- Try it
Print out all of the data below, keeping it identical to the original.
+ + +
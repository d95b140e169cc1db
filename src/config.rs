use anyhow::Context;
use axum::http::{HeaderValue, Method};
use dotenvy::dotenv;
use std::env;
use std::time::Duration;
use tower_http::cors::{AllowOrigin, Any, CorsLayer};

use crate::provider::{ProviderSettings, RetryPolicy};
use crate::services::PaymentSettings;

#[derive(Debug, Clone, PartialEq, Eq)]
pub enum AllowedOrigins {
    Any,
    List(Vec<String>),
}

#[derive(Debug, Clone, Copy, PartialEq, Eq)]
pub enum LogFormat {
    Text,
    Json,
}

#[derive(Debug, Clone)]
pub struct Config {
    pub server_port: u16,
    pub database_url: String,
    pub provider_base_url: String,
    pub provider_username: Option<String>,
    pub provider_password: Option<String>,
    pub provider_channel_id: Option<String>,
    pub public_api_base_url: String,
    pub allowed_origins: AllowedOrigins,
    pub country_prefix: String,
    pub fiat_currency: String,
    pub status_cache_ttl: Duration,
    pub provider_max_retries: u32,
    pub provider_retry_base: Duration,
    pub reconcile_interval: Option<Duration>,
    pub log_format: LogFormat,
}

impl Config {
    pub fn from_env() -> anyhow::Result<Self> {
        dotenv().ok(); // Load .env file if present

        let provider_base_url = env::var("PROVIDER_BASE_URL").context("PROVIDER_BASE_URL is not set")?;
        url::Url::parse(&provider_base_url).context("PROVIDER_BASE_URL is not a valid URL")?;
        let public_api_base_url =
            env::var("PUBLIC_API_BASE_URL").context("PUBLIC_API_BASE_URL is not set")?;
        url::Url::parse(&public_api_base_url).context("PUBLIC_API_BASE_URL is not a valid URL")?;

        let country_prefix = env_or("COUNTRY_PREFIX", "254");
        if country_prefix.is_empty() || !country_prefix.chars().all(|c| c.is_ascii_digit()) {
            anyhow::bail!("COUNTRY_PREFIX must be digits only");
        }

        let reconcile_secs: u64 = env_or("RECONCILE_INTERVAL_SECS", "60")
            .parse()
            .context("RECONCILE_INTERVAL_SECS must be a number")?;

        Ok(Config {
            server_port: env_or("SERVER_PORT", "3000")
                .parse()
                .context("SERVER_PORT must be a port number")?,
            database_url: env::var("DATABASE_URL").context("DATABASE_URL is not set")?,
            provider_base_url,
            provider_username: optional_env("PROVIDER_API_USERNAME"),
            provider_password: optional_env("PROVIDER_API_PASSWORD"),
            provider_channel_id: optional_env("PROVIDER_CHANNEL_ID"),
            public_api_base_url,
            allowed_origins: parse_allowed_origins(&env_or("CORS_ALLOWED_ORIGINS", "*"))?,
            country_prefix,
            fiat_currency: env_or("FIAT_CURRENCY", "KES"),
            status_cache_ttl: Duration::from_secs(
                env_or("STATUS_CACHE_TTL_SECS", "5")
                    .parse()
                    .context("STATUS_CACHE_TTL_SECS must be a number")?,
            ),
            provider_max_retries: env_or("PROVIDER_MAX_RETRIES", "2")
                .parse()
                .context("PROVIDER_MAX_RETRIES must be a number")?,
            provider_retry_base: Duration::from_millis(
                env_or("PROVIDER_RETRY_BASE_MS", "500")
                    .parse()
                    .context("PROVIDER_RETRY_BASE_MS must be a number")?,
            ),
            reconcile_interval: (reconcile_secs > 0).then(|| Duration::from_secs(reconcile_secs)),
            log_format: parse_log_format(&env_or("LOG_FORMAT", "text"))?,
        })
    }

    pub fn provider_settings(&self) -> ProviderSettings {
        ProviderSettings {
            base_url: self.provider_base_url.clone(),
            username: self.provider_username.clone(),
            password: self.provider_password.clone(),
            channel_id: self.provider_channel_id.clone(),
            retry: RetryPolicy {
                max_retries: self.provider_max_retries,
                base_delay: self.provider_retry_base,
                ..RetryPolicy::default()
            },
            ..ProviderSettings::default()
        }
    }

    pub fn payment_settings(&self) -> PaymentSettings {
        PaymentSettings::new(&self.fiat_currency, &self.public_api_base_url)
            .with_status_ttl(self.status_cache_ttl)
    }

    pub fn cors_layer(&self) -> CorsLayer {
        cors_layer(&self.allowed_origins)
    }
}

fn env_or(key: &str, default: &str) -> String {
    env::var(key).unwrap_or_else(|_| default.to_string())
}

fn optional_env(key: &str) -> Option<String> {
    env::var(key).ok().filter(|v| !v.trim().is_empty())
}

pub fn parse_allowed_origins(raw: &str) -> anyhow::Result<AllowedOrigins> {
    let value = raw.trim();
    if value == "*" || value.is_empty() {
        return Ok(AllowedOrigins::Any);
    }

    let origins = value
        .split(',')
        .map(str::trim)
        .filter(|entry| !entry.is_empty())
        .map(|entry| {
            let parsed = url::Url::parse(entry)
                .with_context(|| format!("invalid CORS origin '{}'", entry))?;
            Ok(parsed.origin().ascii_serialization())
        })
        .collect::<anyhow::Result<Vec<_>>>()?;

    if origins.is_empty() {
        anyhow::bail!("CORS_ALLOWED_ORIGINS must be '*' or a comma-separated list of origins");
    }

    Ok(AllowedOrigins::List(origins))
}

fn parse_log_format(raw: &str) -> anyhow::Result<LogFormat> {
    match raw.trim().to_ascii_lowercase().as_str() {
        "text" | "" => Ok(LogFormat::Text),
        "json" => Ok(LogFormat::Json),
        other => anyhow::bail!("LOG_FORMAT must be 'text' or 'json', got '{}'", other),
    }
}

/// Preflight handling for the payment endpoint.
pub fn cors_layer(origins: &AllowedOrigins) -> CorsLayer {
    let layer = CorsLayer::new()
        .allow_methods([Method::GET, Method::POST, Method::OPTIONS])
        .allow_headers(Any);

    match origins {
        AllowedOrigins::Any => layer.allow_origin(Any),
        AllowedOrigins::List(list) => {
            let values: Vec<HeaderValue> = list
                .iter()
                .filter_map(|origin| HeaderValue::from_str(origin).ok())
                .collect();
            layer.allow_origin(AllowOrigin::list(values))
        }
    }
}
+ + +
- Output of the exercise
repository d95b140e169cc1db
filename src/config.rs
use anyhow::Context;
use axum::http::{HeaderValue, Method};
use dotenvy::dotenv;
use std::env;
use std::time::Duration;
use tower_http::cors::{AllowOrigin, Any, CorsLayer};

use crate::provider::{ProviderSettings, RetryPolicy};
use crate::services::PaymentSettings;

#[derive(Debug, Clone, PartialEq, Eq)]
pub enum AllowedOrigins {
    Any,
    List(Vec<String>),
}

#[derive(Debug, Clone, Copy, PartialEq, Eq)]
pub enum LogFormat {
    Text,
    Json,
}

#[derive(Debug, Clone)]
pub struct Config {
    pub server_port: u16,
    pub database_url: String,
    pub provider_base_url: String,
    pub provider_username: Option<String>,
    pub provider_password: Option<String>,
    pub provider_channel_id: Option<String>,
    pub public_api_base_url: String,
    pub allowed_origins: AllowedOrigins,
    pub country_prefix: String,
    pub fiat_currency: String,
    pub status_cache_ttl: Duration,
    pub provider_max_retries: u32,
    pub provider_retry_base: Duration,
    pub reconcile_interval: Option<Duration>,
    pub log_format: LogFormat,
}

impl Config {
    pub fn from_env() -> anyhow::Result<Self> {
        dotenv().ok(); // Load .env file if present

        let provider_base_url = env::var("PROVIDER_BASE_URL").context("PROVIDER_BASE_URL is not set")?;
        url::Url::parse(&provider_base_url).context("PROVIDER_BASE_URL is not a valid URL")?;
        let public_api_base_url =
            env::var("PUBLIC_API_BASE_URL").context("PUBLIC_API_BASE_URL is not set")?;
        url::Url::parse(&public_api_base_url).context("PUBLIC_API_BASE_URL is not a valid URL")?;

        let country_prefix = env_or("COUNTRY_PREFIX", "254");
        if country_prefix.is_empty() || !country_prefix.chars().all(|c| c.is_ascii_digit()) {
            anyhow::bail!("COUNTRY_PREFIX must be digits only");
        }

        let reconcile_secs: u64 = env_or("RECONCILE_INTERVAL_SECS", "60")
            .parse()
            .context("RECONCILE_INTERVAL_SECS must be a number")?;

        Ok(Config {
            server_port: env_or("SERVER_PORT", "3000")
                .parse()
                .context("SERVER_PORT must be a port number")?,
            database_url: env::var("DATABASE_URL").context("DATABASE_URL is not set")?,
            provider_base_url,
            provider_username: optional_env("PROVIDER_API_USERNAME"),
            provider_password: optional_env("PROVIDER_API_PASSWORD"),
            provider_channel_id: optional_env("PROVIDER_CHANNEL_ID"),
            public_api_base_url,
            allowed_origins: parse_allowed_origins(&env_or("CORS_ALLOWED_ORIGINS", "*"))?,
            country_prefix,
            fiat_currency: env_or("FIAT_CURRENCY", "KES"),
            status_cache_ttl: Duration::from_secs(
                env_or("STATUS_CACHE_TTL_SECS", "5")
                    .parse()
                    .context("STATUS_CACHE_TTL_SECS must be a number")?,
            ),
            provider_max_retries: env_or("PROVIDER_MAX_RETRIES", "2")
                .parse()
                .context("PROVIDER_MAX_RETRIES must be a number")?,
            provider_retry_base: Duration::from_millis(
                env_or("PROVIDER_RETRY_BASE_MS", "500")
                    .parse()
                    .context("PROVIDER_RETRY_BASE_MS must be a number")?,
            ),
            reconcile_interval: (reconcile_secs > 0).then(|| Duration::from_secs(reconcile_secs)),
            log_format: parse_log_format(&env_or("LOG_FORMAT", "text"))?,
        })
    }

    pub fn provider_settings(&self) -> ProviderSettings {
        ProviderSettings {
            base_url: self.provider_base_url.clone(),
            username: self.provider_username.clone(),
            password: self.provider_password.clone(),
            channel_id: self.provider_channel_id.clone(),
            retry: RetryPolicy {
                max_retries: self.provider_max_retries,
                base_delay: self.provider_retry_base,
                ..RetryPolicy::default()
            },
            ..ProviderSettings::default()
        }
    }

    pub fn payment_settings(&self) -> PaymentSettings {
        PaymentSettings::new(&self.fiat_currency, &self.public_api_base_url)
            .with_status_ttl(self.status_cache_ttl)
    }

    pub fn cors_layer(&self) -> CorsLayer {
        cors_layer(&self.allowed_origins)
    }
}

fn env_or(key: &str, default: &str) -> String {
    env::var(key).unwrap_or_else(|_| default.to_string())
}

fn optional_env(key: &str) -> Option<String> {
    env::var(key).ok().filter(|v| !v.trim().is_empty())
}

pub fn parse_allowed_origins(raw: &str) -> anyhow::Result<AllowedOrigins> {
    let value = raw.trim();
    if value == "*" || value.is_empty() {
        return Ok(AllowedOrigins::Any);
    }

    let origins = value
        .split(',')
        .map(str::trim)
        .filter(|entry| !entry.is_empty())
        .map(|entry| {
            let parsed = url::Url::parse(entry)
                .with_context(|| format!("invalid CORS origin '{}'", entry))?;
            Ok(parsed.origin().ascii_serialization())
        })
        .collect::<anyhow::Result<Vec<_>>>()?;

    if origins.is_empty() {
        anyhow::bail!("CORS_ALLOWED_ORIGINS must be '*' or a comma-separated list of origins");
    }

    Ok(AllowedOrigins::List(origins))
}

fn parse_log_format(raw: &str) -> anyhow::Result<LogFormat> {
    match raw.trim().to_ascii_lowercase().as_str() {
        "text" | "" => Ok(LogFormat::Text),
        "json" => Ok(LogFormat::Json),
        other => anyhow::bail!("LOG_FORMAT must be 'text' or 'json', got '{}'", other),
    }
}

/// Preflight handling for the payment endpoint.
pub fn cors_layer(origins: &AllowedOrigins) -> CorsLayer {
    let layer = CorsLayer::new()
        .allow_methods([Method::GET, Method::POST, Method::OPTIONS])
        .allow_headers(Any);

    match origins {
        AllowedOrigins::Any => layer.allow_origin(Any),
        AllowedOrigins::List(list) => {
            let values: Vec<HeaderValue> = list
                .iter()
                .filter_map(|origin| HeaderValue::from_str(origin).ok())
                .collect();
            layer.allow_origin(AllowOrigin::list(values))
        }
    }
}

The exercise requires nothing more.